- _Work to be completed_
Give back all of the records exactly.

*** Material provided ***

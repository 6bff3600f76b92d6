//! Authenticated fetching with a single refresh-and-retry.

use tracing::{info, warn};
use url::Url;

use crate::credential::CredentialStore;
use crate::error::{GraphError, GraphErrorCode, GraphResult};
use crate::request::{FetchResponse, RequestSpec, execute};

/// Issues data requests with the stored access token.
///
/// When the service rejects the token, the fetcher refreshes it once and
/// replays the same request. A second rejection is final.
#[derive(Debug, Clone)]
pub struct ResilientFetcher {
    http: reqwest::Client,
    root: Url,
    store: CredentialStore,
}

impl ResilientFetcher {
    /// Creates a fetcher sending requests below `root`.
    pub fn new(http: reqwest::Client, root: Url, store: CredentialStore) -> Self {
        Self { http, root, store }
    }

    /// Returns the credential store.
    pub fn store(&self) -> &CredentialStore {
        &self.store
    }

    /// Fetches `spec`, recovering from one expired access token.
    ///
    /// `AuthenticationExpired` never escapes: the first one triggers a
    /// refresh, the second becomes a `RemoteRequestError` with status 401.
    pub async fn fetch(&self, spec: &RequestSpec) -> GraphResult<FetchResponse> {
        let token = self.store.access_token()?;
        match execute(&self.http, &self.root, spec, &token).await {
            Err(e) if e.is_authentication_expired() => {
                warn!(path = %spec.path, "access token rejected, refreshing");
                let token = self.store.refresh().await?;
                info!(path = %spec.path, "retrying request with refreshed token");
                execute(&self.http, &self.root, spec, &token)
                    .await
                    .map_err(|e| {
                        if e.is_authentication_expired() {
                            GraphError::new(
                                GraphErrorCode::RemoteRequestError,
                                "access token still rejected after refresh",
                            )
                            .with_status(401)
                        } else {
                            e
                        }
                    })
            }
            other => other,
        }
    }
}

#[cfg(test)]
mod tests {
    use super::*;
    use crate::oauth::OAuthClient;
    use serde_json::json;
    use tempfile::TempDir;

    struct Fixture {
        server: mockito::ServerGuard,
        fetcher: ResilientFetcher,
        _dir: TempDir,
    }

    async fn fixture() -> Fixture {
        let server = mockito::Server::new_async().await;
        let dir = TempDir::new().unwrap();
        let token_url = Url::parse(&format!("{}/common/oauth2/v2.0/token", server.url())).unwrap();
        let http = reqwest::Client::new();
        let store = CredentialStore::new(
            dir.path().join("credential.json"),
            OAuthClient::new(http.clone(), token_url, "openid offline_access"),
        );
        std::fs::write(
            store.path(),
            json!({
                "access_token": "old",
                "refresh_token": "r1",
                "client_id": "id",
                "client_secret": "secret"
            })
            .to_string(),
        )
        .unwrap();
        let root = Url::parse(&format!("{}/v1.0/", server.url())).unwrap();
        Fixture {
            server,
            fetcher: ResilientFetcher::new(http, root, store),
            _dir: dir,
        }
    }

    #[tokio::test]
    async fn valid_token_needs_no_refresh() {
        let mut fx = fixture().await;
        let token = fx
            .server
            .mock("POST", "/common/oauth2/v2.0/token")
            .expect(0)
            .create_async()
            .await;
        let data = fx
            .server
            .mock("GET", "/v1.0/me")
            .match_header("authorization", "Bearer old")
            .with_status(200)
            .with_body(r#"{"id":"1"}"#)
            .expect(1)
            .create_async()
            .await;

        let response = fx.fetcher.fetch(&RequestSpec::get("me", "UTC")).await.unwrap();
        assert_eq!(response, FetchResponse::Found(json!({"id": "1"})));
        token.assert_async().await;
        data.assert_async().await;
    }

    #[tokio::test]
    async fn expired_token_is_refreshed_exactly_once() {
        let mut fx = fixture().await;
        let token = fx
            .server
            .mock("POST", "/common/oauth2/v2.0/token")
            .with_status(200)
            .with_body(r#"{"access_token":"new","expires_in":3599}"#)
            .expect(1)
            .create_async()
            .await;
        let rejected = fx
            .server
            .mock("GET", "/v1.0/me")
            .match_header("authorization", "Bearer old")
            .with_status(401)
            .expect(1)
            .create_async()
            .await;
        let accepted = fx
            .server
            .mock("GET", "/v1.0/me")
            .match_header("authorization", "Bearer new")
            .with_status(200)
            .with_body(r#"{"id":"1"}"#)
            .expect(1)
            .create_async()
            .await;

        let response = fx.fetcher.fetch(&RequestSpec::get("me", "UTC")).await.unwrap();
        assert_eq!(response, FetchResponse::Found(json!({"id": "1"})));
        token.assert_async().await;
        rejected.assert_async().await;
        accepted.assert_async().await;
        assert_eq!(fx.fetcher.store().access_token().unwrap(), "new");
    }

    #[tokio::test]
    async fn second_rejection_is_final() {
        let mut fx = fixture().await;
        let token = fx
            .server
            .mock("POST", "/common/oauth2/v2.0/token")
            .with_status(200)
            .with_body(r#"{"access_token":"new"}"#)
            .expect(1)
            .create_async()
            .await;
        let data = fx
            .server
            .mock("GET", "/v1.0/me")
            .with_status(401)
            .expect(2)
            .create_async()
            .await;

        let err = fx
            .fetcher
            .fetch(&RequestSpec::get("me", "UTC"))
            .await
            .unwrap_err();
        assert_eq!(err.code(), GraphErrorCode::RemoteRequestError);
        assert_eq!(err.status(), Some(401));
        token.assert_async().await;
        data.assert_async().await;
    }

    #[tokio::test]
    async fn refresh_rejection_surfaces_without_retry() {
        let mut fx = fixture().await;
        let token = fx
            .server
            .mock("POST", "/common/oauth2/v2.0/token")
            .with_status(400)
            .with_body(r#"{"error":"invalid_grant"}"#)
            .expect(1)
            .create_async()
            .await;
        let data = fx
            .server
            .mock("GET", "/v1.0/me")
            .with_status(401)
            .expect(1)
            .create_async()
            .await;

        let err = fx
            .fetcher
            .fetch(&RequestSpec::get("me", "UTC"))
            .await
            .unwrap_err();
        assert_eq!(err.code(), GraphErrorCode::AuthServerError);
        assert_eq!(err.status(), Some(400));
        token.assert_async().await;
        data.assert_async().await;
        assert_eq!(fx.fetcher.store().access_token().unwrap(), "old");
    }

    #[tokio::test]
    async fn other_failures_are_not_retried() {
        let mut fx = fixture().await;
        let token = fx
            .server
            .mock("POST", "/common/oauth2/v2.0/token")
            .expect(0)
            .create_async()
            .await;
        let data = fx
            .server
            .mock("GET", "/v1.0/me")
            .with_status(500)
            .with_body("boom")
            .expect(1)
            .create_async()
            .await;

        let err = fx
            .fetcher
            .fetch(&RequestSpec::get("me", "UTC"))
            .await
            .unwrap_err();
        assert_eq!(err.code(), GraphErrorCode::RemoteRequestError);
        assert_eq!(err.status(), Some(500));
        token.assert_async().await;
        data.assert_async().await;
    }

    #[tokio::test]
    async fn not_found_after_refresh_is_still_empty() {
        let mut fx = fixture().await;
        let _token = fx
            .server
            .mock("POST", "/common/oauth2/v2.0/token")
            .with_status(200)
            .with_body(r#"{"access_token":"new"}"#)
            .create_async()
            .await;
        let _rejected = fx
            .server
            .mock("GET", "/v1.0/me/people")
            .match_header("authorization", "Bearer old")
            .with_status(401)
            .create_async()
            .await;
        let _missing = fx
            .server
            .mock("GET", "/v1.0/me/people")
            .match_header("authorization", "Bearer new")
            .with_status(404)
            .create_async()
            .await;

        let response = fx
            .fetcher
            .fetch(&RequestSpec::get("me/people", "UTC"))
            .await
            .unwrap();
        assert_eq!(response, FetchResponse::NotFound);
    }
}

*** End of Material provided ***

- _Written response_
repository 6bff3600f76b92d6
//! Authenticated fetching with a single refresh-and-retry.

use tracing::{info, warn};
use url::Url;

use crate::credential::CredentialStore;
use crate::error::{GraphError, GraphErrorCode, GraphResult};
use crate::request::{FetchResponse, RequestSpec, execute};

/// Issues data requests with the stored access token.
///
/// When the service rejects the token, the fetcher refreshes it once and
/// replays the same request. A second rejection is final.
#[derive(Debug, Clone)]
pub struct ResilientFetcher {
    http: reqwest::Client,
    root: Url,
    store: CredentialStore,
}

impl ResilientFetcher {
    /// Creates a fetcher sending requests below `root`.
    pub fn new(http: reqwest::Client, root: Url, store: CredentialStore) -> Self {
        Self { http, root, store }
    }

    /// Returns the credential store.
    pub fn store(&self) -> &CredentialStore {
        &self.store
    }

    /// Fetches `spec`, recovering from one expired access token.
    ///
    /// `AuthenticationExpired` never escapes: the first one triggers a
    /// refresh, the second becomes a `RemoteRequestError` with status 401.
    pub async fn fetch(&self, spec: &RequestSpec) -> GraphResult<FetchResponse> {
        let token = self.store.access_token()?;
        match execute(&self.http, &self.root, spec, &token).await {
            Err(e) if e.is_authentication_expired() => {
                warn!(path = %spec.path, "access token rejected, refreshing");
                let token = self.store.refresh().await?;
                info!(path = %spec.path, "retrying request with refreshed token");
                execute(&self.http, &self.root, spec, &token)
                    .await
                    .map_err(|e| {
                        if e.is_authentication_expired() {
                            GraphError::new(
                                GraphErrorCode::RemoteRequestError,
                                "access token still rejected after refresh",
                            )
                            .with_status(401)
                        } else {
                            e
                        }
                    })
            }
            other => other,
        }
    }
}

#[cfg(test)]
mod tests {
    use super::*;
    use crate::oauth::OAuthClient;
    use serde_json::json;
    use tempfile::TempDir;

    struct Fixture {
        server: mockito::ServerGuard,
        fetcher: ResilientFetcher,
        _dir: TempDir,
    }

    async fn fixture() -> Fixture {
        let server = mockito::Server::new_async().await;
        let dir = TempDir::new().unwrap();
        let token_url = Url::parse(&format!("{}/common/oauth2/v2.0/token", server.url())).unwrap();
        let http = reqwest::Client::new();
        let store = CredentialStore::new(
            dir.path().join("credential.json"),
            OAuthClient::new(http.clone(), token_url, "openid offline_access"),
        );
        std::fs::write(
            store.path(),
            json!({
                "access_token": "old",
                "refresh_token": "r1",
                "client_id": "id",
                "client_secret": "secret"
            })
            .to_string(),
        )
        .unwrap();
        let root = Url::parse(&format!("{}/v1.0/", server.url())).unwrap();
        Fixture {
            server,
            fetcher: ResilientFetcher::new(http, root, store),
            _dir: dir,
        }
    }

    #[tokio::test]
    async fn valid_token_needs_no_refresh() {
        let mut fx = fixture().await;
        let token = fx
            .server
            .mock("POST", "/common/oauth2/v2.0/token")
            .expect(0)
            .create_async()
            .await;
        let data = fx
            .server
            .mock("GET", "/v1.0/me")
            .match_header("authorization", "Bearer old")
            .with_status(200)
            .with_body(r#"{"id":"1"}"#)
            .expect(1)
            .create_async()
            .await;

        let response = fx.fetcher.fetch(&RequestSpec::get("me", "UTC")).await.unwrap();
        assert_eq!(response, FetchResponse::Found(json!({"id": "1"})));
        token.assert_async().await;
        data.assert_async().await;
    }

    #[tokio::test]
    async fn expired_token_is_refreshed_exactly_once() {
        let mut fx = fixture().await;
        let token = fx
            .server
            .mock("POST", "/common/oauth2/v2.0/token")
            .with_status(200)
            .with_body(r#"{"access_token":"new","expires_in":3599}"#)
            .expect(1)
            .create_async()
            .await;
        let rejected = fx
            .server
            .mock("GET", "/v1.0/me")
            .match_header("authorization", "Bearer old")
            .with_status(401)
            .expect(1)
            .create_async()
            .await;
        let accepted = fx
            .server
            .mock("GET", "/v1.0/me")
            .match_header("authorization", "Bearer new")
            .with_status(200)
            .with_body(r#"{"id":"1"}"#)
            .expect(1)
            .create_async()
            .await;

        let response = fx.fetcher.fetch(&RequestSpec::get("me", "UTC")).await.unwrap();
        assert_eq!(response, FetchResponse::Found(json!({"id": "1"})));
        token.assert_async().await;
        rejected.assert_async().await;
        accepted.assert_async().await;
        assert_eq!(fx.fetcher.store().access_token().unwrap(), "new");
    }

    #[tokio::test]
    async fn second_rejection_is_final() {
        let mut fx = fixture().await;
        let token = fx
            .server
            .mock("POST", "/common/oauth2/v2.0/token")
            .with_status(200)
            .with_body(r#"{"access_token":"new"}"#)
            .expect(1)
            .create_async()
            .await;
        let data = fx
            .server
            .mock("GET", "/v1.0/me")
            .with_status(401)
            .expect(2)
            .create_async()
            .await;

        let err = fx
            .fetcher
            .fetch(&RequestSpec::get("me", "UTC"))
            .await
            .unwrap_err();
        assert_eq!(err.code(), GraphErrorCode::RemoteRequestError);
        assert_eq!(err.status(), Some(401));
        token.assert_async().await;
        data.assert_async().await;
    }

    #[tokio::test]
    async fn refresh_rejection_surfaces_without_retry() {
        let mut fx = fixture().await;
        let token = fx
            .server
            .mock("POST", "/common/oauth2/v2.0/token")
            .with_status(400)
            .with_body(r#"{"error":"invalid_grant"}"#)
            .expect(1)
            .create_async()
            .await;
        let data = fx
            .server
            .mock("GET", "/v1.0/me")
            .with_status(401)
            .expect(1)
            .create_async()
            .await;

        let err = fx
            .fetcher
            .fetch(&RequestSpec::get("me", "UTC"))
            .await
            .unwrap_err();
        assert_eq!(err.code(), GraphErrorCode::AuthServerError);
        assert_eq!(err.status(), Some(400));
        token.assert_async().await;
        data.assert_async().await;
        assert_eq!(fx.fetcher.store().access_token().unwrap(), "old");
    }

    #[tokio::test]
    async fn other_failures_are_not_retried() {
        let mut fx = fixture().await;
        let token = fx
            .server
            .mock("POST", "/common/oauth2/v2.0/token")
            .expect(0)
            .create_async()
            .await;
        let data = fx
            .server
            .mock("GET", "/v1.0/me")
            .with_status(500)
            .with_body("boom")
            .expect(1)
            .create_async()
            .await;

        let err = fx
            .fetcher
            .fetch(&RequestSpec::get("me", "UTC"))
            .await
            .unwrap_err();
        assert_eq!(err.code(), GraphErrorCode::RemoteRequestError);
        assert_eq!(err.status(), Some(500));
        token.assert_async().await;
        data.assert_async().await;
    }

    #[tokio::test]
    async fn not_found_after_refresh_is_still_empty() {
        let mut fx = fixture().await;
        let _token = fx
            .server
            .mock("POST", "/common/oauth2/v2.0/token")
            .with_status(200)
            .with_body(r#"{"access_token":"new"}"#)
            .create_async()
            .await;
        let _rejected = fx
            .server
            .mock("GET", "/v1.0/me/people")
            .match_header("authorization", "Bearer old")
            .with_status(401)
            .create_async()
            .await;
        let _missing = fx
            .server
            .mock("GET", "/v1.0/me/people")
            .match_header("authorization", "Bearer new")
            .with_status(404)
            .create_async()
            .await;

        let response = fx
            .fetcher
            .fetch(&RequestSpec::get("me/people", "UTC"))
            .await
            .unwrap();
        assert_eq!(response, FetchResponse::NotFound);
    }
}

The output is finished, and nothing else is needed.